In this article, we discuss 10 best small cap automotive stocks to buy. If you want to skip our detailed discussion on the automotive industry, head directly to 5 Best Small Cap Automotive Stocks To Buy

In 2023, the automotive industry will remain susceptible to hindrances due to global headwinds. These challenges include the energy crisis, lower automotive demand worldwide, and continuing supply-chain problems.

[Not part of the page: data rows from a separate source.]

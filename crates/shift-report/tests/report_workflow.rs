use std::sync::Arc;

use chrono::{NaiveDate, NaiveDateTime};
use shift_report::config::ReportingConfig;
use shift_report::workflows::checks::{
    ChatId, CheckWorkflowService, Collaborators, CoverageDirectory, FixedClock, InMemoryDirectory,
    InMemoryLedger, InMemoryReportStore, InMemorySessionStore, InMemoryShiftRoster, InboundEvent,
    MediaRef, RecordingTransport, ReportKind, ReportRepository, UniqueKey,
};

const SUBMITTER: ChatId = ChatId(11);
const LATECOMER: ChatId = ChatId(12);
const APPROVER: ChatId = ChatId(21);
const OBSERVER: ChatId = ChatId(99);

fn day(month: u32, day: u32) -> NaiveDate {
    NaiveDate::from_ymd_opt(2024, month, day).expect("valid date")
}

fn instant(date: NaiveDate, hour: u32, minute: u32) -> NaiveDateTime {
    date.and_hms_opt(hour, minute, 0).expect("valid time")
}

struct World {
    store: Arc<InMemoryReportStore>,
    transport: Arc<RecordingTransport>,
    clock: Arc<FixedClock>,
    service: CheckWorkflowService,
}

fn world(now: NaiveDateTime) -> World {
    let locations = "name,alias,active\nNorth,NRT,true\nSouth,STH,true\n";
    let staff = "chat_id,first_name,last_name,location,role,active\n\
                 11,Anna,Ivanova,North,staff,true\n\
                 12,Oleg,Petrov,North,staff,true\n\
                 21,Maria,Sidorova,North,supervisor,true\n";
    let coverage = "approver_id,locations\n21,North\n";
    let directory =
        InMemoryDirectory::from_csv(locations.as_bytes(), staff.as_bytes(), coverage.as_bytes())
            .expect("directory csv");

    let store = Arc::new(InMemoryReportStore::default());
    let transport = Arc::new(RecordingTransport::default());
    let clock = Arc::new(FixedClock::at(now));
    let collaborators = Collaborators {
        reports: store.clone(),
        directory: Arc::new(directory),
        sessions: Arc::new(InMemorySessionStore::default()),
        transport: transport.clone(),
        roster: Arc::new(InMemoryShiftRoster::default()),
        ledger: Arc::new(InMemoryLedger::default()),
        clock: clock.clone(),
    };
    let config = ReportingConfig {
        observers: vec![OBSERVER],
        ..ReportingConfig::default()
    };

    World {
        store,
        transport,
        clock,
        service: CheckWorkflowService::new(collaborators, config),
    }
}

impl World {
    fn say(&self, from: ChatId, text: &str) -> String {
        self.service
            .handle(InboundEvent::Text {
                conversation_id: from,
                text: text.to_string(),
            })
            .expect("text handled")
            .text
    }

    fn upload(&self, from: ChatId, photo: bool, name: &str) -> String {
        let media_ref = MediaRef(name.to_string());
        let event = if photo {
            InboundEvent::Photo {
                conversation_id: from,
                media_ref,
            }
        } else {
            InboundEvent::Video {
                conversation_id: from,
                media_ref,
            }
        };
        self.service.handle(event).expect("media handled").text
    }
}

#[test]
fn opening_early_is_unique_per_location_and_day() {
    let world = world(instant(day(7, 1), 9, 30));

    world.say(SUBMITTER, "✅ Opening");
    world.say(SUBMITTER, "By 10");
    world.say(SUBMITTER, "North");
    world.upload(SUBMITTER, true, "counter.jpg");
    let done = world.upload(SUBMITTER, true, "bar.jpg");
    assert_eq!(done, "Sent for review 👍");

    world.say(LATECOMER, "✅ Opening");
    world.say(LATECOMER, "By 10");
    let rejected = world.say(LATECOMER, "North");
    assert!(
        rejected.contains("Ivanova Anna"),
        "duplicate reply should name the first submitter: {rejected}"
    );

    let stored = world
        .store
        .find_by_date_range(Some(ReportKind::OpeningEarly), day(7, 1), day(7, 1))
        .expect("range");
    assert_eq!(stored.len(), 1);
    assert!(stored[0].on_time);
    assert_eq!(stored[0].submitter, SUBMITTER);
}

#[test]
fn closing_length_depends_on_weekday() {
    for (date, required) in [(day(7, 1), 7), (day(7, 2), 3)] {
        let world = world(instant(date, 22, 15));
        world.say(SUBMITTER, "✅ Closing");
        world.say(SUBMITTER, "today");
        world.say(SUBMITTER, "North");

        for index in 1..required {
            let reply = world.upload(SUBMITTER, false, &format!("clip-{index}.mp4"));
            assert_ne!(reply, "Sent for review 👍", "completed early at {index}");
        }
        let reply = world.upload(SUBMITTER, false, "last.mp4");
        assert_eq!(reply, "Sent for review 👍");

        let record = world
            .store
            .find_unique(&UniqueKey::new("North", ReportKind::Closing, date))
            .expect("lookup")
            .expect("closing stored");
        assert_eq!(record.evidence.len(), required);
    }
}

#[test]
fn uncovered_location_degrades_to_observers() {
    let world = world(instant(day(7, 1), 9, 45));

    world.say(SUBMITTER, "✅ Opening");
    world.say(SUBMITTER, "By 10");
    world.say(SUBMITTER, "South");
    world.upload(SUBMITTER, true, "counter.jpg");
    world.upload(SUBMITTER, true, "bar.jpg");

    let record = world
        .store
        .find_unique(&UniqueKey::new("South", ReportKind::OpeningEarly, day(7, 1)))
        .expect("lookup")
        .expect("record stored");
    assert_eq!(record.approver_surname, None);
    assert_eq!(
        world.transport.recipients().into_iter().collect::<Vec<_>>(),
        vec![OBSERVER]
    );
}

#[test]
fn coverage_ties_resolve_to_lowest_approver_id() {
    let directory = Arc::new(
        InMemoryDirectory::default()
            .with_location("North", "NRT")
            .with_staff(shift_report::workflows::checks::StaffMember {
                chat_id: ChatId(5),
                first_name: "Lev".to_string(),
                last_name: "Kuznetsov".to_string(),
                home_location: "North".to_string(),
                role: shift_report::workflows::checks::StaffRole::Supervisor,
                active: true,
            })
            .with_coverage(ChatId(9), "North")
            .with_coverage(ChatId(5), "North,South"),
    );
    let coverage = CoverageDirectory::new(directory);

    let approver = coverage
        .approver_for("North")
        .expect("lookup")
        .expect("approver");
    assert_eq!(approver.chat_id, ChatId(5));
    assert!(coverage.approver_for("East").expect("lookup").is_none());
}

#[test]
fn approver_confirmation_completes_the_report() {
    let world = world(instant(day(7, 2), 9, 10));
    world.say(SUBMITTER, "✅ Opening");
    world.say(SUBMITTER, "By 10");
    world.say(SUBMITTER, "North");
    world.upload(SUBMITTER, true, "counter.jpg");
    world.upload(SUBMITTER, true, "bar.jpg");
    let record = world
        .store
        .find_unique(&UniqueKey::new("North", ReportKind::OpeningEarly, day(7, 2)))
        .expect("lookup")
        .expect("record stored");

    world.clock.set(instant(day(7, 2), 9, 40));
    world
        .service
        .handle(InboundEvent::Confirmation {
            conversation_id: APPROVER,
            report_id: record.id,
        })
        .expect("confirmation handled");
    world.say(APPROVER, "Clean counter");

    let view = world.service.report(record.id).expect("status view");
    assert!(view.verified);
    assert_eq!(view.comment, "Clean counter");
    assert_eq!(view.verification_duration.as_deref(), Some("00:30:00"));
}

In 2023, new-vehicle sales are projected to remain flat, particularly in Europe and the US. According to the Economic Intelligence Unit (EIU), global new car sales are expected to increase by just 0.9%, hindered by reduced consumer spending, high commodity prices, and supply-chain disruptions causing production delays. Sales in western Europe are predicted to fall by about 3%, while in North America, they are expected to drop by 2.4%. Additionally, new commercial vehicle sales will also decline globally by 1.3% due to a forecasted recession in the Eurozone and slower GDP growth in the US and China. Overall, new-vehicle sales are anticipated to see marginal growth in 2023, mainly driven by growth in Asia, the Middle East, Africa, and Latin America. Despite this, the total global new-vehicle sales of 79 million units in 2023 are expected to lag behind the pre-pandemic levels of 88 million units.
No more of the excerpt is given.